A look at the current status of casino gambling proposals in Massachusetts one year into the state’s expanded gambling law.
Seven of the following companies have met formally with representatives of the Massachusetts Gaming Commission, though none has to date submitted preliminary applications, which are due by Jan. 15. The Wampanoag tribe is pursuing a separate path toward a casino under a section of the law that gives exclusive rights in southeastern Massachusetts to a native American tribe that negotiates a casino compact with the state. This list does not include companies that have spoken publicly in the past about pursuing a casino license, or been reported to have interest, but have not yet engaged in ‘‘scope of licensing’’ discussions with commission.
Las Vegas-based Ameristar Casinos has proposed a $900 million resort casino, including 150,000 square feet of gambling space, a 500-room hotel, multiple restaurants and a spa, on the 41-acre site of a Westinghouse Electric plant near Interstate 291. The company intends to bid for the sole western Massachusetts casino license. Plans also call for a ramp from the highway. Of the three developers that have proposed casinos in Springfield, Ameristar is the only one that actually owns land in Springfield, having completed a $16 million purchase of the site in January. Ameristar has not yet paid the commission’s required $400,000 application fee.
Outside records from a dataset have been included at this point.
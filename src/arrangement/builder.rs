//! Arrangement Construction
//!
//! Builds the half-edge subdivision of the support lines clipped to the
//! rectangle `[0, m_max] × [−b_max, b_max]` of the dual plane. The
//! bounds are chosen so that the clip changes nothing combinatorial:
//! `m_max` exceeds every pairwise crossing slope, so the left-to-right
//! order of the lines is final at the right border, and `b_max` exceeds
//! every line offset inside the strip, so no line meets the top or
//! bottom edge. Every face of the unbounded half-strip arrangement is
//! therefore represented by exactly one clipped face.
//!
//! Lines are inserted in increasing slope order; all intersections are
//! computed exactly, and coincident intersection points (three or more
//! concurrent lines) coalesce into a single vertex through exact
//! interning. Half edges are linked by exact angular order around each
//! vertex, faces are read off as `next` cycles, and the single
//! clockwise cycle along the clip frame is the outer face.

use num_bigint::BigInt;
use num_rational::BigRational;
use num_traits::{One, Signed, Zero};
use std::collections::BTreeMap;
use tracing::debug;

use crate::error::{Error, Result};
use crate::numeric::GradeIndex;
use crate::presentation::TemplatePoint;
use crate::progress::ProgressSink;

use super::anchor::{support_lines, SupportLine};
use super::dcel::{
    ccw_cmp, Arrangement, DualPoint, Face, FaceId, HalfEdge, HalfEdgeId, SlabColumn, SlabIndex,
    Vertex, VertexId,
};
use super::template::face_template;

/// Builds the augmented arrangement of a template-point set.
pub fn build_arrangement(
    points: &[TemplatePoint],
    x_index: &GradeIndex,
    y_index: &GradeIndex,
    progress: &dyn ProgressSink,
) -> Result<Arrangement> {
    let lines = support_lines(points, x_index, y_index);
    progress.set_stage_steps(lines.len());

    let (m_max, b_max) = clip_bounds(&lines);
    let mut interner = VertexInterner::default();

    // Insert lines in slope order; each line contributes its two border
    // endpoints and its exact crossings with the lines already present.
    let mut line_vertices: Vec<Vec<usize>> = vec![Vec::new(); lines.len()];
    for (li, line) in lines.iter().enumerate() {
        let left = interner.intern(DualPoint::new(BigRational::zero(), line.y.clone()));
        let right = interner.intern(DualPoint::new(m_max.clone(), line.value_at(&m_max)));
        line_vertices[li].push(left);
        line_vertices[li].push(right);
        for lj in 0..li {
            let Some(m) = line.crossing(&lines[lj]) else { continue };
            if m.is_negative() || m > m_max {
                continue;
            }
            let v = interner.intern(DualPoint::new(m.clone(), line.value_at(&m)));
            line_vertices[li].push(v);
            line_vertices[lj].push(v);
        }
        progress.progress(1);
    }
    for corner in [
        DualPoint::new(BigRational::zero(), b_max.clone()),
        DualPoint::new(BigRational::zero(), -b_max.clone()),
        DualPoint::new(m_max.clone(), b_max.clone()),
        DualPoint::new(m_max.clone(), -b_max.clone()),
    ] {
        interner.intern(corner);
    }
    let positions = interner.positions;

    // Segments: consecutive vertices along each line, then along each
    // side of the clip frame.
    let mut segments: Vec<(usize, usize, Option<usize>)> = Vec::new();
    for (li, mut ids) in line_vertices.into_iter().enumerate() {
        ids.sort_by(|a, b| positions[*a].m.cmp(&positions[*b].m));
        ids.dedup();
        for w in ids.windows(2) {
            segments.push((w[0], w[1], Some(li)));
        }
    }
    for (u, v) in border_segments(&positions, &m_max, &b_max) {
        segments.push((u, v, None));
    }

    link_faces(lines, positions, segments, m_max, b_max, points, x_index, y_index)
}

/// `(m_max, b_max)` of the clip rectangle.
fn clip_bounds(lines: &[SupportLine]) -> (BigRational, BigRational) {
    let mut m_max = BigRational::zero();
    for (i, a) in lines.iter().enumerate() {
        for b in &lines[i + 1..] {
            if let Some(m) = a.crossing(b) {
                if m > m_max {
                    m_max = m;
                }
            }
        }
    }
    m_max += BigRational::one();

    let mut extreme = BigRational::zero();
    for line in lines {
        for value in [line.value_at(&BigRational::zero()), line.value_at(&m_max)] {
            let a = value.abs();
            if a > extreme {
                extreme = a;
            }
        }
    }
    (m_max, extreme + BigRational::one())
}

#[derive(Default)]
struct VertexInterner {
    map: BTreeMap<DualPoint, usize>,
    positions: Vec<DualPoint>,
}

impl VertexInterner {
    fn intern(&mut self, p: DualPoint) -> usize {
        if let Some(&id) = self.map.get(&p) {
            return id;
        }
        let id = self.positions.len();
        self.positions.push(p.clone());
        self.map.insert(p, id);
        id
    }
}

/// Consecutive vertex pairs along each side of the clip frame.
fn border_segments(
    positions: &[DualPoint],
    m_max: &BigRational,
    b_max: &BigRational,
) -> Vec<(usize, usize)> {
    let zero = BigRational::zero();
    let bottom = -b_max.clone();
    let on_left = |p: &DualPoint| p.m == zero;
    let on_right = |p: &DualPoint| p.m == *m_max;
    let on_top = |p: &DualPoint| p.b == *b_max;
    let on_bottom = |p: &DualPoint| p.b == bottom;
    let sides: [(&dyn Fn(&DualPoint) -> bool, bool); 4] = [
        (&on_left, true),
        (&on_right, true),
        (&on_top, false),
        (&on_bottom, false),
    ];

    let mut out = Vec::new();
    for (test, sort_by_b) in sides {
        let mut ids: Vec<usize> =
            (0..positions.len()).filter(|&i| test(&positions[i])).collect();
        ids.sort_by(|x, y| {
            if sort_by_b {
                positions[*x].b.cmp(&positions[*y].b)
            } else {
                positions[*x].m.cmp(&positions[*y].m)
            }
        });
        for w in ids.windows(2) {
            out.push((w[0], w[1]));
        }
    }
    out
}

/// Links half edges around each vertex, extracts the `next` cycles as
/// faces, and attaches centroids and templates.
#[allow(clippy::too_many_arguments)]
fn link_faces(
    lines: Vec<SupportLine>,
    positions: Vec<DualPoint>,
    segments: Vec<(usize, usize, Option<usize>)>,
    m_max: BigRational,
    b_max: BigRational,
    points: &[TemplatePoint],
    x_index: &GradeIndex,
    y_index: &GradeIndex,
) -> Result<Arrangement> {
    let n_he = segments.len() * 2;
    let mut origin = vec![0usize; n_he];
    let mut line_of = vec![None; n_he];
    for (s, &(u, v, li)) in segments.iter().enumerate() {
        origin[2 * s] = u;
        origin[2 * s + 1] = v;
        line_of[2 * s] = li;
        line_of[2 * s + 1] = li;
    }
    let twin = |h: usize| h ^ 1;

    // CCW rotation system at every vertex.
    let mut outgoing: Vec<Vec<usize>> = vec![Vec::new(); positions.len()];
    for h in 0..n_he {
        outgoing[origin[h]].push(h);
    }
    for (v, out) in outgoing.iter_mut().enumerate() {
        out.sort_by(|&a, &b| {
            let da = direction(&positions, origin[twin(a)], v);
            let db = direction(&positions, origin[twin(b)], v);
            ccw_cmp(&da, &db)
        });
    }

    // next(h): rotate one step clockwise past the twin at the target.
    let mut next = vec![0usize; n_he];
    for (h, nxt) in next.iter_mut().enumerate() {
        let t = origin[twin(h)];
        let out = &outgoing[t];
        let pos = out
            .iter()
            .position(|&e| e == twin(h))
            .ok_or_else(|| Error::invariant("half edge missing from its rotation system"))?;
        *nxt = out[(pos + out.len() - 1) % out.len()];
    }

    // Faces as next-cycles; the one clockwise cycle is the outer face.
    let mut face_of = vec![usize::MAX; n_he];
    let mut faces: Vec<Face> = Vec::new();
    let mut outer: Option<usize> = None;
    for start in 0..n_he {
        if face_of[start] != usize::MAX {
            continue;
        }
        let id = faces.len();
        let mut cycle = Vec::new();
        let mut h = start;
        loop {
            face_of[h] = id;
            cycle.push(h);
            h = next[h];
            if h == start {
                break;
            }
        }
        let (area2, centroid) = cycle_geometry(&positions, &origin, &cycle);
        if area2.is_negative() {
            if outer.replace(id).is_some() {
                return Err(Error::invariant("more than one clockwise face cycle"));
            }
        }
        faces.push(Face {
            edge: HalfEdgeId(start),
            centroid,
            template: Vec::new(),
        });
    }
    let outer =
        FaceId(outer.ok_or_else(|| Error::invariant("no clockwise face cycle found"))?);

    let nv = positions.len();
    let ne = segments.len();
    let nf = faces.len();
    if nv + nf != ne + 2 {
        return Err(Error::invariant(format!(
            "Euler check failed: V={nv} E={ne} F={nf}"
        )));
    }
    debug!(vertices = nv, edges = ne, faces = nf, "arrangement linked");

    for (id, face) in faces.iter_mut().enumerate() {
        if FaceId(id) != outer {
            face.template =
                face_template(points, x_index, y_index, &face.centroid.m, &face.centroid.b);
        }
    }

    let mut arrangement = Arrangement {
        lines,
        vertices: positions
            .into_iter()
            .enumerate()
            .map(|(v, position)| Vertex {
                position,
                outgoing: outgoing[v].iter().map(|&h| HalfEdgeId(h)).collect(),
            })
            .collect(),
        half_edges: (0..n_he)
            .map(|h| HalfEdge {
                origin: VertexId(origin[h]),
                twin: HalfEdgeId(twin(h)),
                next: HalfEdgeId(next[h]),
                face: FaceId(face_of[h]),
                line: line_of[h],
            })
            .collect(),
        faces,
        outer_face: outer,
        m_max,
        b_max,
        slabs: SlabIndex::default(),
    };
    arrangement.slabs = build_slab_index(&arrangement)?;
    Ok(arrangement)
}

/// Builds the slab point-location index: the distinct vertex slopes
/// bound the slabs, and within each slab the rightward half edge of a
/// line (or of the bottom border) names the face above it.
fn build_slab_index(arr: &Arrangement) -> Result<SlabIndex> {
    let two = BigRational::from_integer(BigInt::from(2));
    let mut boundaries: Vec<BigRational> =
        arr.vertices.iter().map(|v| v.position.m.clone()).collect();
    boundaries.sort();
    boundaries.dedup();

    let bottom_b = -arr.b_max.clone();
    let mut columns = Vec::with_capacity(boundaries.len().saturating_sub(1));
    for w in boundaries.windows(2) {
        let mid = (&w[0] + &w[1]) / &two;
        let mut by_value: Vec<(usize, BigRational)> = arr
            .lines
            .iter()
            .enumerate()
            .map(|(li, l)| (li, l.value_at(&mid)))
            .collect();
        by_value.sort_by(|a, b| a.1.cmp(&b.1));
        let mut slab_lines = Vec::with_capacity(by_value.len());
        for (li, _) in by_value {
            slab_lines.push((li, rightward_face(arr, &mid, Some(li), None)?));
        }
        let bottom = rightward_face(arr, &mid, None, Some(&bottom_b))?;
        columns.push(SlabColumn { lines: slab_lines, bottom });
    }
    Ok(SlabIndex { boundaries, columns })
}

/// Face on the upper side of the unique left-to-right half edge that
/// spans slope `mid` on the given line (`want_b` selects a horizontal
/// border when `want_line` is `None`).
fn rightward_face(
    arr: &Arrangement,
    mid: &BigRational,
    want_line: Option<usize>,
    want_b: Option<&BigRational>,
) -> Result<FaceId> {
    for he in &arr.half_edges {
        if he.line != want_line {
            continue;
        }
        let u = &arr.vertices[he.origin.0].position;
        let v = &arr.vertices[arr.half_edges[he.twin.0].origin.0].position;
        if !(u.m < *mid && *mid < v.m) {
            continue;
        }
        if let Some(border) = want_b {
            if u.b != *border {
                continue;
            }
        }
        return Ok(he.face);
    }
    Err(Error::invariant("no rightward half edge spans the slab"))
}

fn direction(positions: &[DualPoint], to: usize, from: usize) -> (BigRational, BigRational) {
    (
        &positions[to].m - &positions[from].m,
        &positions[to].b - &positions[from].b,
    )
}

/// Twice the signed area of a cycle and the average of its vertices.
/// Interior cycles are counterclockwise and convex, so the average is
/// an interior point.
fn cycle_geometry(
    positions: &[DualPoint],
    origin: &[usize],
    cycle: &[usize],
) -> (BigRational, DualPoint) {
    let mut area2 = BigRational::zero();
    let mut sum_m = BigRational::zero();
    let mut sum_b = BigRational::zero();
    for (k, &h) in cycle.iter().enumerate() {
        let p = &positions[origin[h]];
        let q = &positions[origin[cycle[(k + 1) % cycle.len()]]];
        area2 += &p.m * &q.b - &q.m * &p.b;
        sum_m += &p.m;
        sum_b += &p.b;
    }
    let n = BigRational::from_integer(BigInt::from(cycle.len()));
    (area2, DualPoint::new(sum_m / &n, sum_b / &n))
}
MASSACHUSETTS GAMING & ENTERTAINMENT
Massachusetts Gaming & Entertainment LLC was established by Chicago-based Rush Street Gaming to pursue a casino development in the state, but its exact intentions remain a mystery. The company has not yet announced specific plans or indicated in what region of Massachusetts it hopes to bid for a license, except to say that it is exploring multiple locations. Everett Mayor Carlo DeMaria said earlier this month that he had discussions with the company about a 40-acre industrial site near the Mystic River. The company has not yet paid the commission’s required $400,000 application fee.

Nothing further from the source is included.